● **TASK ITEM**
Your output should be the entries below, from the first line up to and including the line with "let tag = match", reproduced exactly and with no other lines.

(Collection entries)
........

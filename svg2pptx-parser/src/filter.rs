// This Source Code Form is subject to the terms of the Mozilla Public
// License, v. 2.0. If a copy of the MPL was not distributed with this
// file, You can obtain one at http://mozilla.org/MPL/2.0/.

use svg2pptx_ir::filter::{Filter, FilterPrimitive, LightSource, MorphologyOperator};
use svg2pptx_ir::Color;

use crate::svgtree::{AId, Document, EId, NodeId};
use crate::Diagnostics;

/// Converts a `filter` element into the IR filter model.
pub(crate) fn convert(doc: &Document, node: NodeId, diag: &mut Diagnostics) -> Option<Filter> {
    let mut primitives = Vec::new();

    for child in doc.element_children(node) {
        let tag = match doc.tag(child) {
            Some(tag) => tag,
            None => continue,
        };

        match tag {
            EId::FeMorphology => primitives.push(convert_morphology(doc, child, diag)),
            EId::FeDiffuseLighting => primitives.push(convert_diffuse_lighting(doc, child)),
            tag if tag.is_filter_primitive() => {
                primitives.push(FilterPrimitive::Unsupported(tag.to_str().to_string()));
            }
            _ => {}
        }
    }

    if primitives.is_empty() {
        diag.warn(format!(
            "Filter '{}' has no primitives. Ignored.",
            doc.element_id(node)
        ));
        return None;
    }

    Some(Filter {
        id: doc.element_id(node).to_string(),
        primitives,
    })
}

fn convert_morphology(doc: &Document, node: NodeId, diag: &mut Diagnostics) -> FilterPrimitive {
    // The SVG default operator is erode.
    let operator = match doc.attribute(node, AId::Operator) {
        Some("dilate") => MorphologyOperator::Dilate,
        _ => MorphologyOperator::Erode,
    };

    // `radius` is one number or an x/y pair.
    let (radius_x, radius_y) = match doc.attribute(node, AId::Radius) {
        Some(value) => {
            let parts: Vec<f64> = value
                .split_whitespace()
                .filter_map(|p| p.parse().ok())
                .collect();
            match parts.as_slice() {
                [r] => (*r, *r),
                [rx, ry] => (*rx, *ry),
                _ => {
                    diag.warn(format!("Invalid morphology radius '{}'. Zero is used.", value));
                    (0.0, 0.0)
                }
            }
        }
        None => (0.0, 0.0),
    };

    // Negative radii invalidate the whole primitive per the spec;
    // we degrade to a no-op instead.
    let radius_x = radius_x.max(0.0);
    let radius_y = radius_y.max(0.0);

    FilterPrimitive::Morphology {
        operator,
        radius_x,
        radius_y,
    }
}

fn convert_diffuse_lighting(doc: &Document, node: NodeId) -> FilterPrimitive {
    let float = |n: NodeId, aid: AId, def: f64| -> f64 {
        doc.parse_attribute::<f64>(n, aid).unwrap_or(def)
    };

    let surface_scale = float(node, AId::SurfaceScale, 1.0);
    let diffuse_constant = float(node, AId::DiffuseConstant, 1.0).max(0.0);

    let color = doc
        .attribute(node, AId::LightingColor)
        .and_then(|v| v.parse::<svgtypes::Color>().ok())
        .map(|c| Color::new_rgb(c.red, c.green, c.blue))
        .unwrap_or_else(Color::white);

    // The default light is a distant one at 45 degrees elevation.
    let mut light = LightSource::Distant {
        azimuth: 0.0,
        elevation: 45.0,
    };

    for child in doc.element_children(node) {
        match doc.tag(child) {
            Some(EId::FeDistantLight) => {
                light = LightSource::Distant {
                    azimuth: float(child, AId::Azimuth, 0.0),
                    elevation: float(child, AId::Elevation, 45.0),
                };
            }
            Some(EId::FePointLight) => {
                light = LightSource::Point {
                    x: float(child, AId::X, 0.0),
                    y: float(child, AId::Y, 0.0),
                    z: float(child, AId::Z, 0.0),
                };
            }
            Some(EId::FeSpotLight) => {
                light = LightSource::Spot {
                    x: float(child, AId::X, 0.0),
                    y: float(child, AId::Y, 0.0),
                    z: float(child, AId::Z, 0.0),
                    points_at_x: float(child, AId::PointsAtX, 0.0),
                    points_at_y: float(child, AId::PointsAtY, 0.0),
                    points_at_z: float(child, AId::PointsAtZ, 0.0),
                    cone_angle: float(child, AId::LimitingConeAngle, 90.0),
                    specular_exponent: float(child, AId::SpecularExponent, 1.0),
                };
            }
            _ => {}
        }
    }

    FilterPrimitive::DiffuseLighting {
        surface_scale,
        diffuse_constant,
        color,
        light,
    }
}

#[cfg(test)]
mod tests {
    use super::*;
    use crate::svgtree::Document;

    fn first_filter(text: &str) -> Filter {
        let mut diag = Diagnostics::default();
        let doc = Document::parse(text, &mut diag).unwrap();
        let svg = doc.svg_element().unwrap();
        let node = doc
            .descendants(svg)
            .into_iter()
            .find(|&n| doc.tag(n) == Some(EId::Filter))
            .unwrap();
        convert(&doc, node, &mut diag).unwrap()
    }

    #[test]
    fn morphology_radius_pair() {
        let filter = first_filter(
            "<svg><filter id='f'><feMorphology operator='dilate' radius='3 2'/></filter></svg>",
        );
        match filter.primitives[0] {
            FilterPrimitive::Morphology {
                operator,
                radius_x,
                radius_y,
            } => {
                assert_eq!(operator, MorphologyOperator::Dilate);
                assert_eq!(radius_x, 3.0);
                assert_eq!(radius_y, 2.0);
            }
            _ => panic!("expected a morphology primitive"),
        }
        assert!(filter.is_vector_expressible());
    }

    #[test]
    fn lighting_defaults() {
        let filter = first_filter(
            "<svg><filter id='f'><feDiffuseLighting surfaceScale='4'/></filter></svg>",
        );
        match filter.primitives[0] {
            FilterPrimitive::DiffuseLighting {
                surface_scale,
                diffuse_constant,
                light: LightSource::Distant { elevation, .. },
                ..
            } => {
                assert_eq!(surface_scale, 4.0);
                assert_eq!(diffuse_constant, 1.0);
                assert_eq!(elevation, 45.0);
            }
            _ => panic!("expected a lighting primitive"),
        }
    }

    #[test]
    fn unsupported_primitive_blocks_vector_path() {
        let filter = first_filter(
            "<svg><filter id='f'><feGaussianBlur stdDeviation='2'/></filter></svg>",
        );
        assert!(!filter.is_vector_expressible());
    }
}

........

● **YOUR RESPONSE**
filename svg2pptx-parser/src/filter.rs
// This Source Code Form is subject to the terms of the Mozilla Public
// License, v. 2.0. If a copy of the MPL was not distributed with this
// file, You can obtain one at http://mozilla.org/MPL/2.0/.

use svg2pptx_ir::filter::{Filter, FilterPrimitive, LightSource, MorphologyOperator};
use svg2pptx_ir::Color;

use crate::svgtree::{AId, Document, EId, NodeId};
use crate::Diagnostics;

/// Converts a `filter` element into the IR filter model.
pub(crate) fn convert(doc: &Document, node: NodeId, diag: &mut Diagnostics) -> Option<Filter> {
    let mut primitives = Vec::new();

    for child in doc.element_children(node) {
        let tag = match doc.tag(child) {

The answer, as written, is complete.